Chapters 37-45 Analysis

Liz arrives in India intending to melt into the life and discipline of the spiritual practice of the ashram. It comes with struggle. She finds the physical labor of scrubbing the floor easy compared with the hours of meditation. Her mind continually fights with her, distracts her, and forces her to revisit the emotions she wishes to release—the “monkey mind.” The mantra her guru gave her doesn’t work for her: Om Namah Shivaya, “I honor the divinity that resides within me.” She chokes on it in her meditation.

The history of yoga provides an intellectual framework for Liz’s pursuit at the ashram and her personal journey, one fortunately disrupted when Richard from Texas arrives. He tells Liz that she should try to distract her ego, which is fearful it will lose control and power. She will do this with Divine Love. Liz changes her mantra to one that reflects the movement and sound of the breath, one that announces, “I am that,” and a blue energy pulses through her body. She is on her way to fulfilling her intention.

This section develops the theme of Food/Nourishment and connects it to Spirituality/Prayer. Gilbert contrasts the sumptuous food of Italy with the vegetarian cuisine of the ashram and notes that her guru thinks some people each too much. Yet, Gilbert conveys that she enjoys the ashram’s food and that she has not lost her enthusiasm for eating.

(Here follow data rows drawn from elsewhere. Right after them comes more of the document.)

// SPDX-License-Identifier: BUSL-1.1
// Copyright (c) 2026 Alfred Jean LLC

//! TOML-backed message catalog

use serde::Deserialize;
use std::collections::HashMap;
use std::path::Path;
use teller_core::localize::Localizer;
use thiserror::Error;

/// Errors loading a message catalog
#[derive(Debug, Error)]
pub enum CatalogError {
    #[error("IO error: {0}")]
    Io(#[from] std::io::Error),
    #[error("TOML error: {0}")]
    Toml(#[from] toml::de::Error),
}

#[derive(Debug, Deserialize)]
struct CatalogFile {
    #[serde(default)]
    messages: HashMap<String, String>,
}

/// Message catalog loaded from a `[messages]` TOML table.
///
/// Keys are status message keys (`ERR-20701`, `WAR-10101`, `99999`),
/// values are templates with positional `{0}`, `{1}`, ... slots.
#[derive(Debug, Clone)]
pub struct TomlCatalog {
    messages: HashMap<String, String>,
}

impl TomlCatalog {
    /// Load a catalog file
    pub fn load(path: &Path) -> Result<TomlCatalog, CatalogError> {
        let text = std::fs::read_to_string(path)?;
        TomlCatalog::parse(&text)
    }

    /// Parse catalog TOML text
    pub fn parse(text: &str) -> Result<TomlCatalog, CatalogError> {
        let file: CatalogFile = toml::from_str(text)?;
        Ok(TomlCatalog {
            messages: file.messages,
        })
    }

    pub fn len(&self) -> usize {
        self.messages.len()
    }

    pub fn is_empty(&self) -> bool {
        self.messages.is_empty()
    }
}

impl Localizer for TomlCatalog {
    fn template(&self, key: &str) -> Option<String> {
        self.messages.get(key).cloned()
    }
}

#[cfg(test)]
#[path = "catalog_tests.rs"]
mod tests;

While she avoided most spiritual practices while she was in Italy, she resumes them here through the intense and austere practices of the ashram. The culture of the ashram begins to weave together the two kids of nourishment: physical and spiritual. As she continues to heal her body through the ashram’s healthy food and manual labor, its meditation practices bring her to higher levels of self-awareness and metaphysical awakening.